Both methods can represent the same data, just in different ways (techies will be able to compare this to their knowledge of Z80 assembly), so there is no advantage to using either. The original reason for the two methods is due to the original method to playback the sound. Modern sound cards can play audio stored in both ways. On a side note, the WAV sound container only allows 8-bit unsigned samples, so there is no ambiguity as to how to interpret 8-bit samples. Note that both (albeit more obvious in the latter) share a feature typical of binary-encoded numbers: there is no exact 'centre' value, because the total number of possible values is even. In the context of audio, this means that, if the signal spanned the entire range, its centre (average) would be slightly off-zero (in this case, below), which is known as a DC offset. However, even if this did occur, it would be negligible and certainly not audible by humans! The fact there is no 'centre' value is actually a good thing, as the CPC has to convert the sound signal that comes in to a single bit, determining whether the signal is low or high.

Duplication of cassettes

When the writing of a program is completed a "master" cassette is created. This cassette contains a audio representation of the computer data.

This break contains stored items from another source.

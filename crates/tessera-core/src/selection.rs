//! Row selections.
//!
//! A [`Selection`] is the result type of every predicate evaluated against a
//! column. It is a compressed bitmap of row indices, so combining selections
//! over millions of rows costs space proportional to how many rows are
//! selected rather than to the row count.
//!
//! Row indices are stored as `u32`. Adding a row above [`MAX_ROW`] fails
//! with [`Error::IndexOutOfBounds`]; removing or probing one is a no-op.

use std::fmt;
use std::ops::{BitAnd, BitOr, BitXor, RangeInclusive, Sub};

use rand::Rng;
use roaring::RoaringBitmap;
use tracing::trace;

use crate::error::{Error, Result};

/// Largest row index a selection can hold.
pub const MAX_ROW: usize = u32::MAX as usize;

#[inline]
fn row_u32(row: usize) -> Result<u32> {
    u32::try_from(row).map_err(|_| Error::IndexOutOfBounds {
        index: row,
        size: MAX_ROW.saturating_add(1),
    })
}

/// `[start, end)` as an inclusive `u32` range. Requires `start < end`.
#[inline]
fn row_range(start: usize, end: usize) -> Result<RangeInclusive<u32>> {
    Ok(row_u32(start)?..=row_u32(end - 1)?)
}

/// An ordered set of unique row indices.
#[derive(Clone, Default, PartialEq)]
pub struct Selection {
    bitmap: RoaringBitmap,
}

impl Selection {
    /// Create an empty selection.
    pub fn new() -> Self {
        Self {
            bitmap: RoaringBitmap::new(),
        }
    }

    /// Create a selection holding the given rows.
    pub fn with(rows: &[usize]) -> Self {
        rows.iter().copied().collect()
    }

    /// Create a selection holding every row in `[start, end)`.
    pub fn with_range(start: usize, end: usize) -> Result<Self> {
        let mut selection = Self::new();
        selection.add_range(start, end)?;
        Ok(selection)
    }

    /// Create a selection covering `[0, row_count)`.
    pub fn full(row_count: usize) -> Result<Self> {
        Self::with_range(0, row_count)
    }

    /// Rows in `[total_start, total_end)` that are not in `[excluded_start, excluded_end)`.
    pub fn without_range(
        total_start: usize,
        total_end: usize,
        excluded_start: usize,
        excluded_end: usize,
    ) -> Result<Self> {
        if total_end < total_start
            || excluded_end < excluded_start
            || excluded_start < total_start
            || excluded_end > total_end
        {
            return Err(Error::InvalidArgument(format!(
                "excluded range [{}, {}) must lie within [{}, {})",
                excluded_start, excluded_end, total_start, total_end
            )));
        }
        let mut selection = Self::with_range(total_start, total_end)?;
        selection.remove_range(excluded_start, excluded_end);
        Ok(selection)
    }

    /// Select `n` distinct rows uniformly at random from `[0, max)`.
    pub fn select_n_at_random<R: Rng + ?Sized>(n: usize, max: usize, rng: &mut R) -> Result<Self> {
        if n > max {
            return Err(Error::InvalidArgument(format!(
                "cannot select {} rows out of {}",
                n, max
            )));
        }
        if n == max {
            return Self::full(max);
        }
        trace!(n, max, "sampling rows");
        Ok(rand::seq::index::sample(rng, max, n).into_iter().collect())
    }

    /// Add a row. Adding a row already present does nothing.
    pub fn add(&mut self, row: usize) -> Result<&mut Self> {
        self.bitmap.insert(row_u32(row)?);
        Ok(self)
    }

    /// Add every row in `[start, end)`. Nothing is added when any row of
    /// the range is above [`MAX_ROW`].
    pub fn add_range(&mut self, start: usize, end: usize) -> Result<&mut Self> {
        if start < end {
            self.bitmap.insert_range(row_range(start, end)?);
        }
        Ok(self)
    }

    /// Remove a row.
    pub fn remove(&mut self, row: usize) -> &mut Self {
        if let Ok(row) = row_u32(row) {
            self.bitmap.remove(row);
        }
        self
    }

    /// Remove every row in `[start, end)`.
    pub fn remove_range(&mut self, start: usize, end: usize) -> &mut Self {
        if start < end && start <= MAX_ROW {
            self.bitmap.remove_range(start as u32..=(end - 1).min(MAX_ROW) as u32);
        }
        self
    }

    /// Returns true if `row` is selected.
    pub fn contains(&self, row: usize) -> bool {
        row_u32(row).map_or(false, |row| self.bitmap.contains(row))
    }

    /// Intersect with `other` in place.
    pub fn and(&mut self, other: &Selection) -> &mut Self {
        self.bitmap &= &other.bitmap;
        self
    }

    /// Union with `other` in place.
    pub fn or(&mut self, other: &Selection) -> &mut Self {
        self.bitmap |= &other.bitmap;
        self
    }

    /// Remove every row of `other` in place.
    pub fn and_not(&mut self, other: &Selection) -> &mut Self {
        self.bitmap -= &other.bitmap;
        self
    }

    /// Intersection as a new selection.
    pub fn intersection(&self, other: &Selection) -> Selection {
        self & other
    }

    /// Union as a new selection.
    pub fn union(&self, other: &Selection) -> Selection {
        self | other
    }

    /// Difference as a new selection.
    pub fn difference(&self, other: &Selection) -> Selection {
        self - other
    }

    /// Flip membership of every row in `[start, end)`.
    pub fn flip(&mut self, start: usize, end: usize) -> Result<&mut Self> {
        if start < end {
            let mut range = RoaringBitmap::new();
            range.insert_range(row_range(start, end)?);
            self.bitmap ^= range;
        }
        Ok(self)
    }

    /// Number of selected rows.
    pub fn len(&self) -> usize {
        self.bitmap.len() as usize
    }

    /// Alias for [`Selection::len`].
    pub fn size(&self) -> usize {
        self.len()
    }

    /// Returns true if no row is selected.
    pub fn is_empty(&self) -> bool {
        self.bitmap.is_empty()
    }

    /// Remove every row.
    pub fn clear(&mut self) -> &mut Self {
        self.bitmap.clear();
        self
    }

    /// The `i`-th smallest selected row.
    ///
    /// For `{4, 32, 71}`, `get(0)` is 4 and `get(2)` is 71.
    pub fn get(&self, i: usize) -> Option<usize> {
        if i >= self.len() {
            return None;
        }
        self.bitmap.select(i as u32).map(|row| row as usize)
    }

    /// Smallest selected row.
    pub fn min(&self) -> Option<usize> {
        self.bitmap.min().map(|row| row as usize)
    }

    /// Largest selected row.
    pub fn max(&self) -> Option<usize> {
        self.bitmap.max().map(|row| row as usize)
    }

    /// Iterate selected rows in ascending order.
    pub fn iter(&self) -> impl Iterator<Item = usize> + '_ {
        self.bitmap.iter().map(|row| row as usize)
    }

    /// Selected rows in ascending order.
    pub fn to_vec(&self) -> Vec<usize> {
        self.iter().collect()
    }
}

impl fmt::Debug for Selection {
    fn fmt(&self, f: &mut fmt::Formatter<'_>) -> fmt::Result {
        const SHOWN: usize = 16;
        let mut list = f.debug_set();
        list.entries(self.iter().take(SHOWN));
        if self.len() > SHOWN {
            list.entry(&format_args!("... {} more", self.len() - SHOWN));
        }
        list.finish()
    }
}

/// Collecting panics on a row above [`MAX_ROW`]; use [`Selection::add`]
/// to handle that case as an error.
impl FromIterator<usize> for Selection {
    fn from_iter<I: IntoIterator<Item = usize>>(iter: I) -> Self {
        let mut selection = Self::new();
        selection.extend(iter);
        selection
    }
}

impl Extend<usize> for Selection {
    fn extend<I: IntoIterator<Item = usize>>(&mut self, iter: I) {
        self.bitmap.extend(iter.into_iter().map(|row| match row_u32(row) {
            Ok(row) => row,
            Err(err) => panic!("{}", err),
        }));
    }
}

impl<'a> IntoIterator for &'a Selection {
    type Item = usize;
    type IntoIter = std::iter::Map<roaring::bitmap::Iter<'a>, fn(u32) -> usize>;

    fn into_iter(self) -> Self::IntoIter {
        fn widen(row: u32) -> usize {
            row as usize
        }
        self.bitmap.iter().map(widen as fn(u32) -> usize)
    }
}

impl BitAnd for &Selection {
    type Output = Selection;

    fn bitand(self, rhs: &Selection) -> Selection {
        Selection {
            bitmap: &self.bitmap & &rhs.bitmap,
        }
    }
}

impl BitOr for &Selection {
    type Output = Selection;

    fn bitor(self, rhs: &Selection) -> Selection {
        Selection {
            bitmap: &self.bitmap | &rhs.bitmap,
        }
    }
}

impl BitXor for &Selection {
    type Output = Selection;

    fn bitxor(self, rhs: &Selection) -> Selection {
        Selection {
            bitmap: &self.bitmap ^ &rhs.bitmap,
        }
    }
}

impl Sub for &Selection {
    type Output = Selection;

    fn sub(self, rhs: &Selection) -> Selection {
        Selection {
            bitmap: &self.bitmap - &rhs.bitmap,
        }
    }
}

#[cfg(test)]
mod tests {
    use super::*;
    use rand::rngs::StdRng;
    use rand::SeedableRng;

    fn evens(n: usize) -> Selection {
        (0..n).filter(|i| i % 2 == 0).collect()
    }

    #[test]
    fn test_and_not_removes_rows() {
        let mut selection = evens(10);
        selection.and_not(&Selection::with(&[0, 2]));
        assert_eq!(selection.to_vec(), vec![4, 6, 8]);
        assert_eq!(selection.size(), 3);
    }

    #[test]
    fn test_and_or() {
        let a = Selection::with(&[1, 2, 3]);
        let b = Selection::with(&[2, 3, 4]);

        assert_eq!((&a & &b).to_vec(), vec![2, 3]);
        assert_eq!((&a | &b).to_vec(), vec![1, 2, 3, 4]);
        assert_eq!((&a - &b).to_vec(), vec![1]);
        assert_eq!((&a ^ &b).to_vec(), vec![1, 4]);

        let mut chained = a.clone();
        chained.or(&b).and(&Selection::with_range(2, 4).unwrap());
        assert_eq!(chained.to_vec(), vec![2, 3]);
    }

    #[test]
    fn test_ranges() {
        let mut selection = Selection::with_range(5, 10).unwrap();
        assert_eq!(selection.len(), 5);
        assert!(selection.contains(5));
        assert!(!selection.contains(10));

        selection.remove_range(6, 8);
        assert_eq!(selection.to_vec(), vec![5, 8, 9]);

        // Empty and inverted ranges are no-ops.
        selection.add_range(3, 3).unwrap().add_range(7, 2).unwrap();
        assert_eq!(selection.len(), 3);
    }

    #[test]
    fn test_without_range() {
        let selection = Selection::without_range(0, 10, 3, 6).unwrap();
        assert_eq!(selection.to_vec(), vec![0, 1, 2, 6, 7, 8, 9]);
        assert!(Selection::without_range(2, 10, 0, 5).is_err());
    }

    #[test]
    fn test_flip() {
        let mut selection = Selection::with(&[1, 3]);
        selection.flip(0, 5).unwrap();
        assert_eq!(selection.to_vec(), vec![0, 2, 4]);
    }

    #[cfg(target_pointer_width = "64")]
    #[test]
    fn test_rows_above_u32_are_rejected() {
        let too_far = MAX_ROW + 1;
        let mut selection = Selection::new();
        assert!(matches!(
            selection.add(too_far),
            Err(Error::IndexOutOfBounds { index, .. }) if index == too_far
        ));
        assert!(selection.add_range(MAX_ROW - 1, too_far + 1).is_err());
        assert!(selection.flip(MAX_ROW, too_far + 1).is_err());
        assert!(selection.is_empty());

        selection.add_range(MAX_ROW - 1, too_far).unwrap();
        assert_eq!(selection.to_vec(), vec![MAX_ROW - 1, MAX_ROW]);
        assert!(!selection.contains(too_far));
        selection.remove(too_far).remove_range(MAX_ROW, too_far + 5);
        assert_eq!(selection.to_vec(), vec![MAX_ROW - 1]);
    }

    #[cfg(target_pointer_width = "64")]
    #[test]
    #[should_panic(expected = "out of bounds")]
    fn test_collect_panics_above_u32() {
        let _ = [1, MAX_ROW + 1].into_iter().collect::<Selection>();
    }

    #[test]
    fn test_get_nth() {
        let selection = Selection::with(&[71, 4, 32]);
        assert_eq!(selection.get(0), Some(4));
        assert_eq!(selection.get(1), Some(32));
        assert_eq!(selection.get(2), Some(71));
        assert_eq!(selection.get(3), None);
        assert_eq!(selection.min(), Some(4));
        assert_eq!(selection.max(), Some(71));
    }

    #[test]
    fn test_iteration_is_ascending_and_unique() {
        let selection = Selection::with(&[9, 1, 5, 1, 9]);
        let rows: Vec<usize> = (&selection).into_iter().collect();
        assert_eq!(rows, vec![1, 5, 9]);
    }

    #[test]
    fn test_random_sample() {
        let mut rng = StdRng::seed_from_u64(7);
        let sample = Selection::select_n_at_random(10, 100, &mut rng).unwrap();
        assert_eq!(sample.len(), 10);
        assert!(sample.iter().all(|row| row < 100));

        let all = Selection::select_n_at_random(5, 5, &mut rng).unwrap();
        assert_eq!(all.to_vec(), vec![0, 1, 2, 3, 4]);

        assert!(Selection::select_n_at_random(6, 5, &mut rng).is_err());
    }

    #[test]
    fn test_empty_selection_is_not_absent() {
        let a = Selection::with(&[1]);
        let b = Selection::with(&[2]);
        let none = &a & &b;
        assert!(none.is_empty());
        assert_eq!(none.len(), 0);
        assert_eq!(format!("{:?}", none), "{}");
    }
}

The master cassette is then duplicated, using a machine, onto many blank cassettes. These cassettes are packaged with instructions and distributed.

It is also easy to make a copy of a cassette if you have a twin cassette system, where one cassette unit will play the sound and the other will record. A first generation copy taken from a original cassette could be considered a copy of a copy of the master cassette.

Each time a cassette is copied however, additional noise may be introduced into the copied version. This noise is a mixture of noise from the original, and noise created by the machine making the copy. Therefore the sound on any cassette contains a mixture of noise and the sound of the computer data.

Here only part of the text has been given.